Presenting the theoretical foundations of kernel methods (KMs) relevant to the remote sensing domain, this book serves as a practical guide to the design and implementation of these methods. Five distinct parts present state-of-the-art research related to remote sensing based on the recent advances in kernel methods, analysing the related methodological and practical challenges:
- Part I introduces the key concepts of machine learning for remote sensing, and the theoretical and practical foundations of kernel methods.
- Part II explores supervised image classification including Super Vector Machines (SVMs), kernel discriminant analysis, multi-temporal image classification, target detection with kernels, and Support Vector Data Description (SVDD) algorithms for anomaly detection.
- Part III looks at semi-supervised classification with transductive SVM approaches for hyperspectral image classification and kernel mean data classification.
- Part IV examines regression and model inversion, including the concept of a kernel unmixing algorithm for hyperspectral imagery, the theory and methods for quantitative remote sensing inverse problems with kernel-based equations, kernel-based BRDF (Bidirectional Reflectance Distribution Function), and temperature retrieval KMs.

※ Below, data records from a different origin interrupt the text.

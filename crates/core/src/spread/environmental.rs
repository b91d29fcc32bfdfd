//! Combined environmental spread-rate model
//!
//! The richest variant: slope, wind alignment, fuel load and ambient weather
//! combine multiplicatively into a spread rate in m/min,
//! `r = r0 * k_phi * k_theta * k_s^2 * 0.13`, following empirical wildfire
//! research (Rothermel model and derivatives). Drives the full five-phase
//! state machine; only neighbours at phase >= Burning contribute.

use crate::core_types::FireState;
use crate::grid::Cell;
use crate::spread::{
    bearing, fuel_coefficient, wind_alignment, Progression, SpreadRateModel, WIND_GAIN,
};

/// Exponential slope gain in `k_theta = exp(3.553 * t_theta)`
const SLOPE_GAIN: f64 = 3.553;
/// Slope steepening factor inside `tan(1.2 * atan(...))`
const SLOPE_STEEPENING: f64 = 1.2;
/// Calibration factor on the combined rate
const RATE_CALIBRATION: f64 = 0.13;

/// Combined environmental variant: wind, slope, fuel and weather together
#[derive(Debug, Clone, Copy, Default)]
pub struct Environmental;

impl Environmental {
    pub fn new() -> Self {
        Environmental
    }

    /// Slope coefficient `t_theta = tan(1.2 * atan(d_elev / distance))`.
    ///
    /// Degenerate geometry (missing geo-location or elevation on either
    /// cell, or zero horizontal distance) is treated as flat ground.
    fn slope_coefficient(target: &Cell, neighbour: &Cell) -> f64 {
        let (Some(target_geo), Some(neighbour_geo)) = (target.geo_location(), neighbour.geo_location())
        else {
            return 0.0;
        };
        let (Some(target_elev), Some(neighbour_elev)) = (
            target.environment().elevation(),
            neighbour.environment().elevation(),
        ) else {
            return 0.0;
        };

        let distance = neighbour_geo.distance_m(&target_geo).abs();
        if distance <= f64::EPSILON {
            return 0.0;
        }

        let elevation_difference = target_elev - neighbour_elev;
        (SLOPE_STEEPENING * (elevation_difference / distance).atan()).tan()
    }
}

impl SpreadRateModel for Environmental {
    fn rate(&self, target: &Cell, neighbour: &Cell, neighbour_state: FireState) -> f32 {
        if !neighbour.combustible() || !neighbour_state.is_fire_source() {
            return 0.0;
        }

        let env = neighbour.environment();

        let t_theta = Self::slope_coefficient(target, neighbour);
        let k_theta = (SLOPE_GAIN * t_theta).exp();

        let bearing_rad = bearing(neighbour.position(), target.position());
        let c_phi = wind_alignment(env.wind_direction(), bearing_rad);
        let k_phi = (WIND_GAIN * env.wind_speed() * c_phi).exp();

        let k_s = fuel_coefficient(env.fuel_load());

        let w = (env.wind_speed() / 0.836).powf(2.0 / 3.0);
        let r0 = 0.03 * env.temperature() + 0.05 * w - 0.01 * (100.0 - env.humidity()) - 0.3;

        let rate = r0 * k_phi * k_theta * k_s * k_s * RATE_CALIBRATION;
        rate.max(0.0) as f32
    }

    fn progression(&self) -> Progression {
        Progression::Staged
    }

    fn ignition_state(&self) -> FireState {
        FireState::burning()
    }
}
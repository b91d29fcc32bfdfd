//! Fuel-load-driven spread-rate model
//!
//! Ignores wind and slope entirely: the contribution of a burning neighbour
//! is its intensity scaled by the cubic fuel coefficient
//! `k_s = ((fuel_load + 30)/100)^3`. Fuel availability has a
//! threshold-then-accelerating effect on combustion rate, hence the cube.

use crate::core_types::FireState;
use crate::grid::Cell;
use crate::spread::{fuel_coefficient, Progression, SpreadRateModel};

/// Fuel-load-driven variant: fire follows the vegetation gradient
#[derive(Debug, Clone, Copy, Default)]
pub struct FuelDriven;

impl FuelDriven {
    pub fn new() -> Self {
        FuelDriven
    }
}

impl SpreadRateModel for FuelDriven {
    fn rate(&self, _target: &Cell, neighbour: &Cell, neighbour_state: FireState) -> f32 {
        if !neighbour.combustible() {
            return 0.0;
        }
        let k_s = fuel_coefficient(neighbour.environment().fuel_load());
        (f64::from(neighbour_state.intensity()) * k_s) as f32
    }

    fn progression(&self) -> Progression {
        Progression::Continuous
    }

    fn ignition_state(&self) -> FireState {
        FireState::ignition_spark()
    }
}
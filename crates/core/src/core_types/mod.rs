//! Core value types shared across the simulation

pub mod environment;
pub mod geo;
pub mod state;

pub use environment::{Environment, EnvironmentSample};
pub use geo::GeoLocation;
pub use state::{FirePhase, FireState};

use serde::{Deserialize, Serialize};

/// Integer grid coordinates of a cell, unique per grid
#[derive(Debug, Clone, Copy, PartialEq, Eq, Hash, Serialize, Deserialize)]
pub struct GridPosition {
    pub x: u32,
    pub y: u32,
}

impl GridPosition {
    pub fn new(x: u32, y: u32) -> Self {
        GridPosition { x, y }
    }
}

impl std::fmt::Display for GridPosition {
    fn fmt(&self, f: &mut std::fmt::Formatter<'_>) -> std::fmt::Result {
        write!(f, "({}, {})", self.x, self.y)
    }
}
//! Property-level tests of the propagation engine: monotonicity,
//! termination, adjacency symmetry, wind bias, fuel threshold and
//! firebreak blocking.

use approx::assert_relative_eq;
use wildfire_core::{
    AttributeError, AttributeProvider, EnvironmentSample, FireState, FuelDriven, Grid, GridConfig,
    GridPosition, NeighborGraph, PatchworkFuelProvider, StepObserver, StepSnapshot,
    UniformProvider, WindDriven,
};

/// Observer that keeps a full copy of every committed snapshot
#[derive(Default)]
struct RecordingObserver {
    snapshots: Vec<Vec<FireState>>,
}

impl StepObserver for RecordingObserver {
    fn on_step(&mut self, snapshot: &StepSnapshot<'_>) {
        self.snapshots.push(snapshot.states.to_vec());
    }
}

/// Provider marking one grid column as a non-combustible firebreak
struct FirebreakProvider {
    column: u32,
}

impl AttributeProvider for FirebreakProvider {
    fn get_environment(
        &self,
        _latitude: f64,
        longitude: f64,
    ) -> Result<EnvironmentSample, AttributeError> {
        Ok(EnvironmentSample {
            combustible: longitude.round() as u32 != self.column,
            ..EnvironmentSample::default()
        })
    }
}

/// Provider varying fuel load by column
struct ColumnFuelProvider {
    fuel_by_column: Vec<f64>,
}

impl AttributeProvider for ColumnFuelProvider {
    fn get_environment(
        &self,
        _latitude: f64,
        longitude: f64,
    ) -> Result<EnvironmentSample, AttributeError> {
        Ok(EnvironmentSample {
            fuel_load: self.fuel_by_column[longitude.round() as usize],
            ..EnvironmentSample::default()
        })
    }
}

#[test]
fn fire_state_is_monotonic_non_decreasing_over_all_steps() {
    let provider = PatchworkFuelProvider::new(10, 10, 5, 42);
    let mut grid = Grid::generate(GridConfig::new(10, 10), &provider, FuelDriven::new()).unwrap();

    let mut observer = RecordingObserver::default();
    grid.ignite_observed(GridPosition::new(5, 5), 200, &mut observer)
        .unwrap();

    assert!(observer.snapshots.len() > 1);
    for window in observer.snapshots.windows(2) {
        for (earlier, later) in window[0].iter().zip(&window[1]) {
            assert!(
                earlier <= later,
                "de-ignition observed: {earlier:?} -> {later:?}"
            );
        }
    }
}

#[test]
fn isotropic_burn_terminates_within_a_radius_proportional_bound() {
    let provider = UniformProvider::new();
    let mut grid = Grid::generate(GridConfig::new(5, 5), &provider, WindDriven::new()).unwrap();

    // Unlimited iterations: termination must come from frontier exhaustion.
    let executed = grid.ignite(GridPosition::new(2, 2), 0).unwrap();

    assert!(grid.states().iter().all(FireState::is_burned));
    assert!(
        executed <= 100,
        "5x5 grid took {executed} iterations to terminate"
    );
}

#[test]
fn adjacency_is_symmetric_for_all_tested_dimensions() {
    for (width, height) in [(1u32, 1u32), (1, 10), (10, 10)] {
        let graph = NeighborGraph::build(width, height);
        for cell in 0..graph.cell_count() as u32 {
            for &neighbour in graph.neighbours(cell) {
                assert!(
                    graph.neighbours(neighbour).contains(&cell),
                    "{width}x{height}: {cell} -> {neighbour} not symmetric"
                );
            }
        }
    }
}

#[test]
fn downwind_cell_burns_strictly_before_upwind_cell() {
    // Wind direction 90 degrees drives fire east (see spread::wind tests).
    let provider = UniformProvider::new().wind_speed(50.0).wind_direction(90.0);
    let mut grid = Grid::generate(GridConfig::new(5, 5), &provider, WindDriven::new()).unwrap();

    let east = GridPosition::new(4, 2);
    let west = GridPosition::new(0, 2);
    let width = grid.width();
    let index = |p: GridPosition| (p.y * width + p.x) as usize;

    struct FirstBurn {
        east: usize,
        west: usize,
        east_step: Option<u32>,
        west_step: Option<u32>,
    }
    impl StepObserver for FirstBurn {
        fn on_step(&mut self, snapshot: &StepSnapshot<'_>) {
            if self.east_step.is_none() && snapshot.states[self.east].is_burned() {
                self.east_step = Some(snapshot.iteration);
            }
            if self.west_step.is_none() && snapshot.states[self.west].is_burned() {
                self.west_step = Some(snapshot.iteration);
            }
        }
    }

    let mut observer = FirstBurn {
        east: index(east),
        west: index(west),
        east_step: None,
        west_step: None,
    };
    grid.ignite_observed(GridPosition::new(2, 2), 300, &mut observer)
        .unwrap();

    let east_step = observer
        .east_step
        .expect("downwind cell never reached full burn");
    // The upwind cell either burned strictly later or not at all within the cap.
    if let Some(west_step) = observer.west_step {
        assert!(east_step < west_step);
    }
}

#[test]
fn per_step_contribution_follows_the_cubic_fuel_formula() {
    // 3x1 grid, ignite the left cell, measure the center cell's first-step
    // intensity gain for a bare (fuel 0) vs dense (fuel 100) left neighbour.
    let delta_for_fuel = |fuel: f64| -> f64 {
        let provider = ColumnFuelProvider {
            fuel_by_column: vec![fuel, 50.0, 50.0],
        };
        let mut grid =
            Grid::generate(GridConfig::new(3, 1), &provider, FuelDriven::new()).unwrap();
        grid.ignite(GridPosition::new(0, 0), 1).unwrap();
        f64::from(grid.state(GridPosition::new(1, 0)).unwrap().intensity())
    };

    let bare = delta_for_fuel(0.0);
    let dense = delta_for_fuel(100.0);
    // k_s(0) = (30/100)^3 = 0.027, k_s(100) = (130/100)^3 = 2.197
    assert_relative_eq!(dense / bare, 2.197 / 0.027, max_relative = 1e-4);
}

#[test]
fn fire_never_crosses_a_non_combustible_firebreak() {
    let provider = FirebreakProvider { column: 3 };
    let mut grid = Grid::generate(GridConfig::new(7, 7), &provider, FuelDriven::new()).unwrap();

    let executed = grid.ignite(GridPosition::new(1, 3), 0).unwrap();
    assert!(executed > 0);

    for y in 0..7 {
        // The firebreak itself and everything beyond it stay untouched.
        for x in 3..7 {
            let state = grid.state(GridPosition::new(x, y)).unwrap();
            assert_eq!(
                state,
                FireState::unburned(),
                "fire crossed the break at ({x}, {y})"
            );
        }
        // Everything on the ignition side burns out.
        for x in 0..3 {
            assert!(grid.state(GridPosition::new(x, y)).unwrap().is_burned());
        }
    }
}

- Part V deals with kernel-based feature extraction and provides a review of the principles of several multivariate analysis methods and their kernel extensions.
This book is aimed at engineers, scientists and researchers involved in remote sensing data processing, and also those working within machine learning and pattern recognition.
商品描述(中文翻譯)
核方法在機器學習和模式識別框架中長期以來一直被確立為有效的技術,現在已成為許多遙感應用的標準方法。通過結合統計和幾何算法,核方法已在從航空和衛星傳感器獲得的地球影像分析相關領域取得成功,包括自然資源控制、人工基礎設施(例如城市區域)的檢測和監測、農業盤點、災害預防和損害評估,以及異常和目標檢測。
本書介紹了與遙感領域相關的核方法(KMs)的理論基礎,並作為這些方法設計和實施的實用指南。五個不同的部分介紹了基於最新核方法進展的遙感相關研究,分析了相關的方法論和實際挑戰:
第一部分介紹了遙感機器學習的關鍵概念,以及核方法的理論和實踐基礎。
第二部分探討了監督式圖像分類,包括超向量機(SVMs)、核判別分析、多時序圖像分類、基於核的目標檢測,以及用於異常檢測的支持向量數據描述(SVDD)算法。
第三部分介紹了半監督分類,包括用於高光譜圖像分類和核均值數據分類的傳導式SVM方法。
第四部分討論了回歸和模型反演,包括用於高光譜影像的核解混算法概念,基於核方程的定量遙感反演問題的理論和方法,基於核的BRDF(雙向反射分布函數)以及溫度檢測KMs。
第五部分介紹了基於核的特徵提取,並對幾種多變量分析方法及其核擴展原則進行了回顧。
本書針對從事遙感數據處理的工程師、科學家和研究人員,以及從事機器學習和模式識別的人士。